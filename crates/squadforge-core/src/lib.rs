//! SquadForge Core - data model for squad selection
//!
//! This crate provides the fundamental types shared by every SquadForge crate:
//! - Player records and pools with their numeric schema
//! - The static role catalog and position-text parsing
//! - Formations, squads and squad series
//! - The error type surfaced by every selection operation

pub mod error;
pub mod formation;
pub mod player;
pub mod position;
pub mod role;
pub mod squad;
pub mod value;

pub use error::{Result, SelectionError};
pub use formation::{Formation, FormationSlot};
pub use player::{PlayerRecord, Pool};
pub use position::{AllowedPositionSet, Sides};
pub use role::{PositionCategory, RoleCatalog, RoleCategory};
pub use squad::{SeriesFailure, Squad, SquadMember, SquadSeries};
pub use value::{parse_wage, TransferValue};
//! Error types for SquadForge

use thiserror::Error;

/// Main error type for squad selection operations.
#[derive(Debug, Clone, PartialEq, Error)]
pub enum SelectionError {
    /// The suppression anchor is not a column of the pool.
    #[error("Missing column: '{0}' not found in the player pool")]
    MissingColumn(String),

    /// A formation references a role code the catalog does not know.
    #[error("Unknown role code: '{0}'")]
    UnknownRoleCode(String),

    /// A formation is structurally unusable (empty, zero headcount, duplicate role, oversized).
    #[error("Invalid formation: {0}")]
    InvalidFormation(String),

    /// Position text yielded no position tokens.
    ///
    /// Non-fatal: the compatibility filter degrades to "no allowed categories".
    #[error("Malformed position text: '{0}'")]
    MalformedPositionText(String),

    /// No assignment satisfies every active constraint.
    #[error("Infeasible: {0}")]
    Infeasible(String),

    /// The optimizer exhausted its node or time budget before proving optimality.
    #[error("Aborted after exploring {nodes_explored} nodes")]
    Aborted { nodes_explored: u64 },

    /// The optimizer backend failed in a way not covered above.
    #[error("Solver error: {0}")]
    Solver(String),
}

impl SelectionError {
    /// Returns true for failures a caller may retry after relaxing constraints.
    pub fn is_recoverable(&self) -> bool {
        matches!(
            self,
            SelectionError::Infeasible(_) | SelectionError::Aborted { .. }
        )
    }
}

/// Result type alias for squad selection operations.
pub type Result<T> = std::result::Result<T, SelectionError>;
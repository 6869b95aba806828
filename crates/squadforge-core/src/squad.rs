//! Selected squads and squad series.

use std::collections::HashSet;

use crate::error::SelectionError;

/// A player placed in a role.
#[derive(Debug, Clone, PartialEq)]
#[cfg_attr(feature = "serde", derive(serde::Serialize))]
pub struct SquadMember {
    pub name: String,
    pub role: String,
    pub score: f64,
}

/// One selected lineup together with its objective value.
///
/// Members are ordered by formation role, then by pool order.
#[derive(Debug, Clone, PartialEq)]
#[cfg_attr(feature = "serde", derive(serde::Serialize))]
pub struct Squad {
    members: Vec<SquadMember>,
    objective: f64,
}

impl Squad {
    pub fn new(members: Vec<SquadMember>, objective: f64) -> Self {
        Self { members, objective }
    }

    pub fn members(&self) -> &[SquadMember] {
        &self.members
    }

    /// Total score of the lineup.
    pub fn objective(&self) -> f64 {
        self.objective
    }

    pub fn len(&self) -> usize {
        self.members.len()
    }

    pub fn is_empty(&self) -> bool {
        self.members.is_empty()
    }

    pub fn names(&self) -> impl Iterator<Item = &str> {
        self.members.iter().map(|m| m.name.as_str())
    }

    pub fn contains(&self, name: &str) -> bool {
        self.members.iter().any(|m| m.name == name)
    }

    /// Members assigned to a role, in squad order.
    pub fn in_role<'a>(&'a self, role: &'a str) -> impl Iterator<Item = &'a SquadMember> {
        self.members.iter().filter(move |m| m.role == role)
    }

    /// Number of members assigned to a role.
    pub fn role_count(&self, role: &str) -> usize {
        self.in_role(role).count()
    }

    /// Role assigned to a player, if selected.
    pub fn role_of(&self, name: &str) -> Option<&str> {
        self.members
            .iter()
            .find(|m| m.name == name)
            .map(|m| m.role.as_str())
    }
}

/// The squad that could not be built and why.
#[derive(Debug, Clone, PartialEq)]
#[cfg_attr(feature = "serde", derive(serde::Serialize))]
pub struct SeriesFailure {
    /// Zero-based index of the failed squad.
    pub squad_index: usize,
    #[cfg_attr(feature = "serde", serde(serialize_with = "serialize_error"))]
    pub error: SelectionError,
}

/// Ordered, non-overlapping squads (first choice, second choice, ...).
///
/// A series stops at the first squad that cannot be built; the squads before
/// it remain valid and the failure is kept alongside them.
#[derive(Debug, Clone, Default, PartialEq)]
#[cfg_attr(feature = "serde", derive(serde::Serialize))]
pub struct SquadSeries {
    squads: Vec<Squad>,
    failure: Option<SeriesFailure>,
}

impl SquadSeries {
    pub fn new() -> Self {
        Self::default()
    }

    pub fn push(&mut self, squad: Squad) {
        self.squads.push(squad);
    }

    /// Records the failure that ended the series.
    pub fn fail(&mut self, error: SelectionError) {
        self.failure = Some(SeriesFailure {
            squad_index: self.squads.len(),
            error,
        });
    }

    pub fn squads(&self) -> &[Squad] {
        &self.squads
    }

    pub fn failure(&self) -> Option<&SeriesFailure> {
        self.failure.as_ref()
    }

    /// True when every requested squad was built.
    pub fn is_complete(&self) -> bool {
        self.failure.is_none()
    }

    pub fn len(&self) -> usize {
        self.squads.len()
    }

    pub fn is_empty(&self) -> bool {
        self.squads.is_empty()
    }

    /// Names selected anywhere in the series, in selection order.
    pub fn selected_names(&self) -> impl Iterator<Item = &str> {
        self.squads.iter().flat_map(Squad::names)
    }

    /// Returns true if no player appears twice across the series.
    pub fn is_disjoint(&self) -> bool {
        let mut seen = HashSet::new();
        self.selected_names().all(|name| seen.insert(name))
    }

    /// Splits the series into its squads and the trailing error, if any.
    pub fn into_parts(self) -> (Vec<Squad>, Option<SelectionError>) {
        (self.squads, self.failure.map(|f| f.error))
    }
}

#[cfg(feature = "serde")]
fn serialize_error<S: serde::Serializer>(
    error: &SelectionError,
    serializer: S,
) -> std::result::Result<S::Ok, S::Error> {
    serializer.collect_str(error)
}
· · · · · · ·
• [Assignment]: Reproduce exactly the line that contains "ended the series." together with each line after it to the end of the entries; include no other lines.

• [Output of the task]:
    /// Records the failure that ended the series.
    pub fn fail(&mut self, error: SelectionError) {
        self.failure = Some(SeriesFailure {
            squad_index: self.squads.len(),
            error,
        });
    }

    pub fn squads(&self) -> &[Squad] {
        &self.squads
    }

    pub fn failure(&self) -> Option<&SeriesFailure> {
        self.failure.as_ref()
    }

    /// True when every requested squad was built.
    pub fn is_complete(&self) -> bool {
        self.failure.is_none()
    }

    pub fn len(&self) -> usize {
        self.squads.len()
    }

    pub fn is_empty(&self) -> bool {
        self.squads.is_empty()
    }

    /// Names selected anywhere in the series, in selection order.
    pub fn selected_names(&self) -> impl Iterator<Item = &str> {
        self.squads.iter().flat_map(Squad::names)
    }

    /// Returns true if no player appears twice across the series.
    pub fn is_disjoint(&self) -> bool {
        let mut seen = HashSet::new();
        self.selected_names().all(|name| seen.insert(name))
    }

    /// Splits the series into its squads and the trailing error, if any.
    pub fn into_parts(self) -> (Vec<Squad>, Option<SelectionError>) {
        (self.squads, self.failure.map(|f| f.error))
    }
}

#[cfg(feature = "serde")]
fn serialize_error<S: serde::Serializer>(
    error: &SelectionError,
    serializer: S,
) -> std::result::Result<S::Ok, S::Error> {
    serializer.collect_str(error)
}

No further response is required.